He’s a stud, she’s a slut?

When sceptics claim that feminism has done its job and it’s time to pack away the banners and go home, one of the easiest comebacks is to list some of the ways that the rules are applied differently to men and women. So it is no wonder that Jessica Valenti took the double standard as the backbone of her second book.

He’s a Stud, She’s a Slut and 49 Other Double Standards Every Woman Should Know is an accomplished and witty guide through some of the many ways that women and girls lose out in Western society. Of course, it focuses on the experience of living in the US, but many of the examples transfer over with relative ease to the UK.

Valenti uses her experience as a blogger (she founded Feministing.com) to craft short, sharp and digestible chapters. It is an undemanding read – you can flick through and choose a double standard at random – say, “he’s angry, she’s PMSing”. You are presented with a few pages at most of wry and sarcastic analysis of the issue at hand, often served with a dish of personal experience. In this case:

“I had a boyfriend not so long ago who, whenever we got into an argument, would accuse me of ‘going soap opera’. ‘Here comes Telemundo!’ he’d shout. His (clearly gendered and vaguely racist) insult was supposed to make me feel my anger wasn’t valid – that I was frivolous and silly; that I was being overly-dramatic.”

Then when you’re good and indignant, Valenti swoops in with tips for action in a section titled “What to do?”. In this case, she volunteers the advice that we should use our anger to make change in our lives.

Valenti’s suggestions for how to combat the double standards she describes sometimes fall a bit flat

If He’s a Stud, She’s a Slut has a major failing, it is that these suggestion for further action often fall a bit flat. Using your anger is all very well, but not very specific, and not much help for, say, the reader who needs to deal with this kind of undermining behaviour in her significant other.

In the chapter “he’s a man, she’s a mom”, Valenti targets successfully the tendency to reduce mothers to little more than their parenthood, while fathers continue to be considered fully functional members of society. But her idea for action is: “Just don’t let anyone ever tell you that who you are as a person has anything to do with the personal family choices you make.” In a chapter detailing the restrictions on access to abortion, sex toys and rights for same-sex couples in some states, the suggestion is simply to “move”.

I am sure these will be reassuring and empowering words to some readers, but it leaves me wondering: Really? Is that all we can do? And does all this place too much emphasis on the reader – generally the woman on the wrong side of these double standards, rather that the perpetrator – to make change happen?

Of course, Valenti has set herself a hard task here.

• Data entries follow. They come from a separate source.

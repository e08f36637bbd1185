//! Event repository implementation

use chrono::{DateTime, Utc};
use uuid::Uuid;

use crate::backend::BackendHandle;
use crate::models::{Event, EventInput, WithId};
use crate::utils::errors::BackendResult;

const TABLE: &str = "events";

#[derive(Clone)]
pub struct EventRepository {
    db: BackendHandle,
}

impl EventRepository {
    pub fn new(db: BackendHandle) -> Self {
        Self { db }
    }

    /// Create a new event
    pub async fn create(&self, id: Uuid, input: EventInput) -> BackendResult<()> {
        self.db.from(TABLE).insert(&WithId { id, fields: input }).await
    }

    /// Update event
    pub async fn update(&self, id: Uuid, input: &EventInput) -> BackendResult<()> {
        self.db.from(TABLE).update(input).eq("id", id).execute().await
    }

    /// Delete event
    pub async fn delete(&self, id: Uuid) -> BackendResult<()> {
        self.db.from(TABLE).delete().eq("id", id).execute().await
    }

    /// All events, earliest first
    pub async fn list(&self) -> BackendResult<Vec<Event>> {
        self.db
            .from(TABLE)
            .select("*")
            .order("start_time", true)
            .execute()
            .await
    }

    /// Events that have not ended by `now`, earliest first
    pub async fn list_upcoming(&self, now: DateTime<Utc>) -> BackendResult<Vec<Event>> {
        self.db
            .from(TABLE)
            .select("*")
            .gte("end_time", now.to_rfc3339())
            .order("start_time", true)
            .execute()
            .await
    }
}
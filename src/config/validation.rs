//! Configuration validation module
//!
//! This module provides validation functions for application configuration
//! to ensure all required settings are properly configured.

use super::settings::BackendMode;
use super::Settings;
use crate::utils::errors::{DashboardError, Result};

/// Validate all configuration settings
pub fn validate_settings(settings: &Settings) -> Result<()> {
    validate_server_config(&settings.server)?;
    validate_backend_config(&settings.backend)?;
    validate_cache_config(&settings.cache)?;
    validate_auth_config(&settings.auth)?;
    validate_app_config(&settings.app)?;
    validate_logging_config(&settings.logging)?;

    if settings.features.rate_limit && settings.features.rate_limit_per_minute == 0 {
        return Err(DashboardError::Config(
            "Rate limit per minute must be greater than 0".to_string(),
        ));
    }

    Ok(())
}

/// Validate HTTP server configuration
fn validate_server_config(config: &super::ServerConfig) -> Result<()> {
    if config.host.is_empty() {
        return Err(DashboardError::Config("Server host is required".to_string()));
    }

    url::Url::parse(&config.site_url)
        .map_err(|e| DashboardError::Config(format!("Invalid site URL: {}", e)))?;

    Ok(())
}

/// Validate hosted backend configuration
fn validate_backend_config(config: &super::BackendConfig) -> Result<()> {
    if config.url.is_empty() {
        return Err(DashboardError::Config("Backend URL is required".to_string()));
    }

    url::Url::parse(&config.url)
        .map_err(|e| DashboardError::Config(format!("Invalid backend URL: {}", e)))?;

    if config.timeout_seconds == 0 {
        return Err(DashboardError::Config(
            "Backend timeout must be greater than 0".to_string(),
        ));
    }

    match config.mode {
        BackendMode::Rest => {
            if config.anon_key.is_empty() {
                return Err(DashboardError::Config(
                    "Backend anon key is required in rest mode".to_string(),
                ));
            }
        }
        BackendMode::Postgres => {
            if config.database_url.as_deref().map_or(true, str::is_empty) {
                return Err(DashboardError::Config(
                    "Database URL is required in postgres mode".to_string(),
                ));
            }

            if config.jwt_secret.as_deref().map_or(true, str::is_empty) {
                return Err(DashboardError::Config(
                    "JWT secret is required in postgres mode".to_string(),
                ));
            }

            if config.max_connections == 0 {
                return Err(DashboardError::Config(
                    "Max connections must be greater than 0".to_string(),
                ));
            }

            if config.min_connections > config.max_connections {
                return Err(DashboardError::Config(
                    "Min connections cannot be greater than max connections".to_string(),
                ));
            }
        }
    }

    Ok(())
}

/// Validate page cache configuration
fn validate_cache_config(config: &super::CacheConfig) -> Result<()> {
    match config.backend.as_str() {
        "memory" => Ok(()),
        "redis" => {
            if config.redis_url.as_deref().map_or(true, str::is_empty) {
                return Err(DashboardError::Config(
                    "Redis URL is required for the redis cache backend".to_string(),
                ));
            }
            Ok(())
        }
        other => Err(DashboardError::Config(format!(
            "Unknown cache backend: {}. Valid backends: [\"memory\", \"redis\"]",
            other
        ))),
    }
}

/// Validate session cookie configuration
fn validate_auth_config(config: &super::AuthConfig) -> Result<()> {
    if config.session_cookie.is_empty() {
        return Err(DashboardError::Config(
            "Session cookie name is required".to_string(),
        ));
    }

    if config.provider.is_empty() {
        return Err(DashboardError::Config("OAuth provider is required".to_string()));
    }

    Ok(())
}

/// Validate presentation settings
fn validate_app_config(config: &super::AppConfig) -> Result<()> {
    // chrono::FixedOffset accepts strictly less than a day
    if config.utc_offset_minutes.abs() >= 24 * 60 {
        return Err(DashboardError::Config(format!(
            "UTC offset out of range: {} minutes",
            config.utc_offset_minutes
        )));
    }

    Ok(())
}

/// Validate logging configuration
fn validate_logging_config(config: &super::LoggingConfig) -> Result<()> {
    if config.level.is_empty() {
        return Err(DashboardError::Config("Log level is required".to_string()));
    }

    let valid_levels = ["trace", "debug", "info", "warn", "error"];
    if !valid_levels.contains(&config.level.as_str()) {
        return Err(DashboardError::Config(format!(
            "Invalid log level: {}. Valid levels: {:?}",
            config.level, valid_levels
        )));
    }

    Ok(())
}

#[cfg(test)]
mod tests {
    use super::*;

    fn valid_settings() -> Settings {
        let mut settings = Settings::default();
        settings.backend.anon_key = "anon".to_string();
        settings
    }

    #[test]
    fn test_rest_mode_requires_anon_key() {
        let mut settings = valid_settings();
        settings.backend.anon_key.clear();
        assert!(validate_settings(&settings).is_err());
    }

    #[test]
    fn test_postgres_mode_requirements() {
        let mut settings = valid_settings();
        settings.backend.mode = BackendMode::Postgres;
        assert!(validate_settings(&settings).is_err());

        settings.backend.database_url = Some("postgresql://localhost/ssa".to_string());
        assert!(validate_settings(&settings).is_err());

        settings.backend.jwt_secret = Some("secret".to_string());
        assert!(validate_settings(&settings).is_ok());

        settings.backend.min_connections = 20;
        assert!(validate_settings(&settings).is_err());
    }

    #[test]
    fn test_cache_backend_validation() {
        let mut settings = valid_settings();
        settings.cache.backend = "redis".to_string();
        assert!(validate_settings(&settings).is_err());

        settings.cache.redis_url = Some("redis://localhost:6379".to_string());
        assert!(validate_settings(&settings).is_ok());

        settings.cache.backend = "memcached".to_string();
        assert!(validate_settings(&settings).is_err());
    }

    #[test]
    fn test_invalid_log_level() {
        let mut settings = valid_settings();
        settings.logging.level = "verbose".to_string();
        assert!(validate_settings(&settings).is_err());
    }

    #[test]
    fn test_utc_offset_range() {
        let mut settings = valid_settings();
        settings.app.utc_offset_minutes = -420;
        assert!(validate_settings(&settings).is_ok());
        settings.app.utc_offset_minutes = 24 * 60;
        assert!(validate_settings(&settings).is_err());
    }
}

The book does valuable work just in highlighting the double standards that exist. To take the titular double standard alone, an awful lot of people see the “virgin or whore”, “good girl or bad girl” paradigm as a relic of the past (ignoring how it still works against all women and girls today).

But the book does a good job as well of moving beyond cultural double standards, to look at issues of more ‘measurable’ inequality, such as access to healthcare, legislation that discriminates against women, sexual violence, sexual harassment and so on.

I imagine that reading this book could provide one of those famous “click” moments for some readers: especially given the conversational, accessible tone of righteous anger that Valenti takes.

This is an anger that I can easily imagine would validate that felt by many, many women reading this book, who I don’t hesitate to affirm will have experienced at least a few, if not many, of the double standards listed here (after filtering for the inevitable US-centric bias). Those they haven’t experienced themselves, will probably apply to the women they know.